Materials provided:
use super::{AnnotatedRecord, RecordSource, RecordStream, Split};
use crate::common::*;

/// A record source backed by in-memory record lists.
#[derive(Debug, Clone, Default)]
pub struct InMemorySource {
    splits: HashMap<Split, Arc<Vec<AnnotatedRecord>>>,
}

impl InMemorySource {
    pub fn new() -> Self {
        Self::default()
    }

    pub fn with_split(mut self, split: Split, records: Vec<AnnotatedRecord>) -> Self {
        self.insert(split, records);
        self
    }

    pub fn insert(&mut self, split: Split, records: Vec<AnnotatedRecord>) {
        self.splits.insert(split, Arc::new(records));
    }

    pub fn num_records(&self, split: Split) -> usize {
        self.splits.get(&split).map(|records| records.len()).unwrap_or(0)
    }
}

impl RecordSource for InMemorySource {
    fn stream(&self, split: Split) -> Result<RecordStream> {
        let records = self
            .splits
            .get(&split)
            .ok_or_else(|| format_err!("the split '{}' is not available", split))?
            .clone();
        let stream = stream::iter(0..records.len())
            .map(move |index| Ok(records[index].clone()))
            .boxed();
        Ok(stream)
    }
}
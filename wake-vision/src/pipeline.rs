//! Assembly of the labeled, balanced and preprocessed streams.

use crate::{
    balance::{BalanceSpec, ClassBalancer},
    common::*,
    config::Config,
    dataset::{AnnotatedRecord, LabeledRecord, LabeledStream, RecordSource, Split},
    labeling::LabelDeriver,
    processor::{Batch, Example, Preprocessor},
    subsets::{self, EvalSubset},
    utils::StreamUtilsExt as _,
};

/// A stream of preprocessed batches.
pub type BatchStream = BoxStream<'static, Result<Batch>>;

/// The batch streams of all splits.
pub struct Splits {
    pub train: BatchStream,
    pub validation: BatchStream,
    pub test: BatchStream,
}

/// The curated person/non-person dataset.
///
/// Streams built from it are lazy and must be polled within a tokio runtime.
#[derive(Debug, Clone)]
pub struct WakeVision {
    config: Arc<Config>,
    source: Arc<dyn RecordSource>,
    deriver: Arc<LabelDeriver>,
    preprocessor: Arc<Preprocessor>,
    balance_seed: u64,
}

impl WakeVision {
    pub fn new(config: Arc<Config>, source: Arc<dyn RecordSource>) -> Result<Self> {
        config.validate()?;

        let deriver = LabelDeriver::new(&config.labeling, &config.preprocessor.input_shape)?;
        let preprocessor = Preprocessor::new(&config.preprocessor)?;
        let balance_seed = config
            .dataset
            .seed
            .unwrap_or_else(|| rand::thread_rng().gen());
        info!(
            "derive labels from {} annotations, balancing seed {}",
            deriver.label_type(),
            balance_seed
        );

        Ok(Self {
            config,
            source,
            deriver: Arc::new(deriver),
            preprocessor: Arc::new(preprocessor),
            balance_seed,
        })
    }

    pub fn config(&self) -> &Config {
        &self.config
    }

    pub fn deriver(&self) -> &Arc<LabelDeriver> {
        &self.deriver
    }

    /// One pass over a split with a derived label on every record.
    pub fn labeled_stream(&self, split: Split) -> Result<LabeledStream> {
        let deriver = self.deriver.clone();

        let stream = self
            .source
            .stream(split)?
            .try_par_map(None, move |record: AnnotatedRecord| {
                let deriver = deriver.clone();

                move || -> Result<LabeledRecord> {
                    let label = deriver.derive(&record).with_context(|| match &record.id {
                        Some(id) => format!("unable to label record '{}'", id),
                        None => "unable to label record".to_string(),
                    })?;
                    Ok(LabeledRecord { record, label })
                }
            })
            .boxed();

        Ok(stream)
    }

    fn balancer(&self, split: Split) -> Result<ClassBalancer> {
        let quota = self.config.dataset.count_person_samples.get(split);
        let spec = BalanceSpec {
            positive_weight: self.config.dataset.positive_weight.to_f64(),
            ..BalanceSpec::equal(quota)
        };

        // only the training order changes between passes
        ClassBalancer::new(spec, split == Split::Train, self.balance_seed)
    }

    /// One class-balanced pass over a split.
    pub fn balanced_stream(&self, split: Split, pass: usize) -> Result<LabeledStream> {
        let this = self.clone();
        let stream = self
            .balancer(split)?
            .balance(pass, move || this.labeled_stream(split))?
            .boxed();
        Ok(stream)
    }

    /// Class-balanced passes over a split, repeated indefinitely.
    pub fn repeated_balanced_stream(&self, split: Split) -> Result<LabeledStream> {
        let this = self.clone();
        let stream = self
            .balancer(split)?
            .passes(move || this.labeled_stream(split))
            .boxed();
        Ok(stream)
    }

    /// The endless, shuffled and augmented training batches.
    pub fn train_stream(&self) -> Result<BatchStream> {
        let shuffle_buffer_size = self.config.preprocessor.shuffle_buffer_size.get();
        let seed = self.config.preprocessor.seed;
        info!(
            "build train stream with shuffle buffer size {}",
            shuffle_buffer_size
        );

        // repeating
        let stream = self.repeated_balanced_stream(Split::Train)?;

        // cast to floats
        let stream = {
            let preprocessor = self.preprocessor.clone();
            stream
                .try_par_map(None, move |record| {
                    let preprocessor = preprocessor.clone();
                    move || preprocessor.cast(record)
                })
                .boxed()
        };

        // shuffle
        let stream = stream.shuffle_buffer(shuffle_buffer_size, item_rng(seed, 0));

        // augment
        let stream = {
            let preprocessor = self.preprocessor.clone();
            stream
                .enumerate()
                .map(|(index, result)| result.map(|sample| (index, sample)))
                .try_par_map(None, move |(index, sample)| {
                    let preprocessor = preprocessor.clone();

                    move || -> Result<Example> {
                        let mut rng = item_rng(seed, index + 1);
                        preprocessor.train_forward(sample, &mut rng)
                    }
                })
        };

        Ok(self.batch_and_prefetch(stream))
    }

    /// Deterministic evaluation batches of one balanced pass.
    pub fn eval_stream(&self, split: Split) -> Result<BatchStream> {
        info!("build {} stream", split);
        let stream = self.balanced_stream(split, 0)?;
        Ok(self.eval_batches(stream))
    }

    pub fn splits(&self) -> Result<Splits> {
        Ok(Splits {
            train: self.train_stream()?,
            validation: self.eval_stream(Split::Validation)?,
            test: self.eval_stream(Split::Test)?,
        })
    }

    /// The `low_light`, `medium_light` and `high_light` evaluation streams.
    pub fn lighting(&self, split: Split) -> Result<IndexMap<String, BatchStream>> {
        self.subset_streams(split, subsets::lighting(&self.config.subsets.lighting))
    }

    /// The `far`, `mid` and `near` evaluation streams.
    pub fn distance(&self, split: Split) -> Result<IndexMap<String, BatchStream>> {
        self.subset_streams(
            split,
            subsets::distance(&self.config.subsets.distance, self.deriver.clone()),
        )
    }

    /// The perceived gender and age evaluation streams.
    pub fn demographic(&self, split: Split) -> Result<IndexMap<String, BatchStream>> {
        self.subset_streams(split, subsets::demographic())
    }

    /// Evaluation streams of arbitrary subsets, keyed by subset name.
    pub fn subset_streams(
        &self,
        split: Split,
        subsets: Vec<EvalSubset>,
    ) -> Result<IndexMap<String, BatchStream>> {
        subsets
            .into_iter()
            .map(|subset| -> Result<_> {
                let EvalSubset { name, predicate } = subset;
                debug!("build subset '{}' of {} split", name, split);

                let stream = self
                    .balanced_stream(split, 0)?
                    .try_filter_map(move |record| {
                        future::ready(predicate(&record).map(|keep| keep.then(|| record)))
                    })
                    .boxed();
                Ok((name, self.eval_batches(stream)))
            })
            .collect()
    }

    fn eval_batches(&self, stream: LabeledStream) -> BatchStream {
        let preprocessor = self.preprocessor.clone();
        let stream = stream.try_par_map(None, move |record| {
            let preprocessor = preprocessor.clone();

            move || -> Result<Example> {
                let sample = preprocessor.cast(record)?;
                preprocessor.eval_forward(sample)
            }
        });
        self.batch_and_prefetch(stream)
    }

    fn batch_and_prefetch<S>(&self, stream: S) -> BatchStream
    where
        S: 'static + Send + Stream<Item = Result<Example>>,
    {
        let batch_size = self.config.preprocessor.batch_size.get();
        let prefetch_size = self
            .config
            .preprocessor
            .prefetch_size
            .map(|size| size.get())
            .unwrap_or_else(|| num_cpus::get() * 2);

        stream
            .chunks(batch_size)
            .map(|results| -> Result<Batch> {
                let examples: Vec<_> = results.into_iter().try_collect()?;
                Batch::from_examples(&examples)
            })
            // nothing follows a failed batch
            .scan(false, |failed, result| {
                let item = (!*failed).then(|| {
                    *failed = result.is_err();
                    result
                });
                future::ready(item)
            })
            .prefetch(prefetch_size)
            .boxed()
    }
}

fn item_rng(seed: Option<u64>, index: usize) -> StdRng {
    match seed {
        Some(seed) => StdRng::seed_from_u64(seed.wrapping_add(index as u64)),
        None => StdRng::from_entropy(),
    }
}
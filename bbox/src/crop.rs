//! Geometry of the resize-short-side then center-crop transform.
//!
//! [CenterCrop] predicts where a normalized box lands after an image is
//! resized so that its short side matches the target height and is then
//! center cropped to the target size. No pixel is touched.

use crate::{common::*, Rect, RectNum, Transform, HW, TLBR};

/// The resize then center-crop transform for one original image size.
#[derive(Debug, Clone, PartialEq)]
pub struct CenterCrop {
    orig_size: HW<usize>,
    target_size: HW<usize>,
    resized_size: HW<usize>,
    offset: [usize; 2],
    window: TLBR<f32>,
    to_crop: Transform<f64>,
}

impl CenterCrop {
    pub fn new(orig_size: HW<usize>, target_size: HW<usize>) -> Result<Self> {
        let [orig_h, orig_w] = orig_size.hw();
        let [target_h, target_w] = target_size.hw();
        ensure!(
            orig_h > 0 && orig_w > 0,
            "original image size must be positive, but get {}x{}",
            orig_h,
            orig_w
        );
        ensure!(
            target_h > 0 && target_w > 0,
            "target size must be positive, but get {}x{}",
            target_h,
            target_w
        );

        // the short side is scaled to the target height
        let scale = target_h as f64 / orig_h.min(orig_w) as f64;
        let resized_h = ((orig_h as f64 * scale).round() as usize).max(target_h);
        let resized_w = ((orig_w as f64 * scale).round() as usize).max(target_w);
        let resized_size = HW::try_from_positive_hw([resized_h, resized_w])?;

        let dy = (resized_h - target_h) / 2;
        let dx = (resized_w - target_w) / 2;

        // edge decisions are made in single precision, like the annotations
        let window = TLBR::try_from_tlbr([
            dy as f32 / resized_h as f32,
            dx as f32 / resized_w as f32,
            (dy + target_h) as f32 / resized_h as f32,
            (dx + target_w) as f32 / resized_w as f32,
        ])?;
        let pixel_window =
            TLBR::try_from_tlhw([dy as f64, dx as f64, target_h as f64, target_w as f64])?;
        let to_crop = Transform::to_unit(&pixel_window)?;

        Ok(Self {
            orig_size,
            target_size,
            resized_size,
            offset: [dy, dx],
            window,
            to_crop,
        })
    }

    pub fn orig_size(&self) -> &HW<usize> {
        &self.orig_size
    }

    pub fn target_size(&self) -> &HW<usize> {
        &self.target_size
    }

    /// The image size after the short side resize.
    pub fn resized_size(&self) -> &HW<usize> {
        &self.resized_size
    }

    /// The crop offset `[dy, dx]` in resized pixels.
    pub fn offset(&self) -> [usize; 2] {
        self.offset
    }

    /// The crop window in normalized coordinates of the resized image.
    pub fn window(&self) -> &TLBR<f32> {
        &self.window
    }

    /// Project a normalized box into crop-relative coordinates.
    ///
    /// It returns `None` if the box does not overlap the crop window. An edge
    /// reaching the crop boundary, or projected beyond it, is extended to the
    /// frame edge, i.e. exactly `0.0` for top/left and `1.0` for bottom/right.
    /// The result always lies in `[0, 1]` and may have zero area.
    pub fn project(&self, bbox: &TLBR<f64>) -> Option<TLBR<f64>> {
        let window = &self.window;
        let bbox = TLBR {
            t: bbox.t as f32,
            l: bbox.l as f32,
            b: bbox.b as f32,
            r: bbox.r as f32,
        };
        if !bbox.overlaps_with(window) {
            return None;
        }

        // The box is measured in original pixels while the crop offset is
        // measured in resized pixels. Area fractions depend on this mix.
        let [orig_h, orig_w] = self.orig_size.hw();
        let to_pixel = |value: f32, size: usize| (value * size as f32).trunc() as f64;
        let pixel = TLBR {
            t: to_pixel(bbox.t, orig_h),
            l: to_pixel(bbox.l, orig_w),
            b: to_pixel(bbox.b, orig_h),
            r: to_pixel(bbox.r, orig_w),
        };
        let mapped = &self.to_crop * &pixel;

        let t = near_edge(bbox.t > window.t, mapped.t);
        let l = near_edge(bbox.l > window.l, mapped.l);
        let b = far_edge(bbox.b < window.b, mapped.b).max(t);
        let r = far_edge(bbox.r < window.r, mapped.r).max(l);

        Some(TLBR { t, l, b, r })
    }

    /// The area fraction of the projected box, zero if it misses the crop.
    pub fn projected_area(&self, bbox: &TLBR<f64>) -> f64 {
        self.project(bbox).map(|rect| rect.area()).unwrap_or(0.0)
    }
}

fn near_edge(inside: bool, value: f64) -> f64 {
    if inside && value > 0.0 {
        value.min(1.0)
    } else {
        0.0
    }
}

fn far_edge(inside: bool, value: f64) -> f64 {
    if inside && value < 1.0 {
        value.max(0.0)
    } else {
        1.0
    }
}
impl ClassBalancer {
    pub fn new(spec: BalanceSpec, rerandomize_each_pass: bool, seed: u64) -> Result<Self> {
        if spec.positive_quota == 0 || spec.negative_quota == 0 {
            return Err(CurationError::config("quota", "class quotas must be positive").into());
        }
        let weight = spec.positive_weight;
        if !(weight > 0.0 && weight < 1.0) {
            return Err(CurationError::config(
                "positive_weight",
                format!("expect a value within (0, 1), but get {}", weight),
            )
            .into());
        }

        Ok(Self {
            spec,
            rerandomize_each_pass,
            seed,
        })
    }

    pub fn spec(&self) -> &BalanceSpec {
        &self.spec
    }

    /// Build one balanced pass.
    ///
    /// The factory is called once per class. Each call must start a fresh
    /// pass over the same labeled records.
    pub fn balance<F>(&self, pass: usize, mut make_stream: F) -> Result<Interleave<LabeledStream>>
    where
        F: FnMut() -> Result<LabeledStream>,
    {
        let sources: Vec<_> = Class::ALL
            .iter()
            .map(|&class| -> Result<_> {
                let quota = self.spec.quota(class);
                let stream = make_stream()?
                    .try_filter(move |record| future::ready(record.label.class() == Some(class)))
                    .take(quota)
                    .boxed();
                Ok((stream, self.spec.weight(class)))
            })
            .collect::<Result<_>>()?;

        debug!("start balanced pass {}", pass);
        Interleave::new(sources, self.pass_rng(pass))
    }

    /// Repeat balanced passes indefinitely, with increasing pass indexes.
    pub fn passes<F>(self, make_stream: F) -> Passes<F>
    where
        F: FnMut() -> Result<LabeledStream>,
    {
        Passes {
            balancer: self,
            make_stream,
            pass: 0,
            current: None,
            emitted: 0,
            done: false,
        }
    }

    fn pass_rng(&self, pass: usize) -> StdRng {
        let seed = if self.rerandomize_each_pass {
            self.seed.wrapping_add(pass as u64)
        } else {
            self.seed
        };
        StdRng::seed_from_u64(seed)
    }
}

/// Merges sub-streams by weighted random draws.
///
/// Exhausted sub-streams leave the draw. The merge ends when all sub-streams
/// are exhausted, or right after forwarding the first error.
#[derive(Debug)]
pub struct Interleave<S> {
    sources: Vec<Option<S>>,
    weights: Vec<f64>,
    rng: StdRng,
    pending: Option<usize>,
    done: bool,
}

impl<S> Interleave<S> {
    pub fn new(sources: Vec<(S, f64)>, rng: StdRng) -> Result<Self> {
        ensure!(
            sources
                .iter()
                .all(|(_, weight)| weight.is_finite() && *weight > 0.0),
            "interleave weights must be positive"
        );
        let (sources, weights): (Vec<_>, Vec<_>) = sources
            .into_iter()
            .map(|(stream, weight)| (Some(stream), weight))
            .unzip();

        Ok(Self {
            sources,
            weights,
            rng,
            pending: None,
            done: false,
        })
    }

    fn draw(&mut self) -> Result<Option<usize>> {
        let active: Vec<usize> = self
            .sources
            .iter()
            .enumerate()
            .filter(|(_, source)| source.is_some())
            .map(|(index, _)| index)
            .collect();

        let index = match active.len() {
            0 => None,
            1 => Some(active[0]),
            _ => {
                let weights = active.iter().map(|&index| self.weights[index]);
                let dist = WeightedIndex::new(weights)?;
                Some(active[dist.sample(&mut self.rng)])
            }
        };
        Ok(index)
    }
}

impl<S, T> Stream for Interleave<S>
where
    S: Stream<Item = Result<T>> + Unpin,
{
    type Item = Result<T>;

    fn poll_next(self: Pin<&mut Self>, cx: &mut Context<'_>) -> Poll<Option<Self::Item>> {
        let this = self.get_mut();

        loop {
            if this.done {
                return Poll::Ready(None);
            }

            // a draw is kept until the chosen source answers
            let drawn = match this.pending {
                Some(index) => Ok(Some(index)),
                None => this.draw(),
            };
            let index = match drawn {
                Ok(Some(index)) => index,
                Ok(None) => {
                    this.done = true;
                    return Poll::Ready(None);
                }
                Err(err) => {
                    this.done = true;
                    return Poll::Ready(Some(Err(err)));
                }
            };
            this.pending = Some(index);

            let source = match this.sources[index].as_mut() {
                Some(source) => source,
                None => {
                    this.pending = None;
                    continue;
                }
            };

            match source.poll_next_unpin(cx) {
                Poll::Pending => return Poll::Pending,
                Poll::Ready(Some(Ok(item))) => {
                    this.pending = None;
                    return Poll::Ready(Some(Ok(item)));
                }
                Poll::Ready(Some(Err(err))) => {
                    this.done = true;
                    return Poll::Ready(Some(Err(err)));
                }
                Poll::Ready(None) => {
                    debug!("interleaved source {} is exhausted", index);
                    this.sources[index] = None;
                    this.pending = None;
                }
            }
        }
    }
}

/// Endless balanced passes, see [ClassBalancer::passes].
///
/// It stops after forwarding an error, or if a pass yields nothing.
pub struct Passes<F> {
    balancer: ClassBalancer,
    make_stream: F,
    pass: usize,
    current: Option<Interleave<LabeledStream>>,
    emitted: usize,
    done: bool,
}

Exercise prompt:
Wherever the word "LabelDeriver" appears in the listing, copy the line that holds it.

Expected answer:
    labeling::LabelDeriver,
    deriver: Arc<LabelDeriver>,
        let deriver = LabelDeriver::new(&config.labeling, &config.preprocessor.input_shape)?;
    pub fn deriver(&self) -> &Arc<LabelDeriver> {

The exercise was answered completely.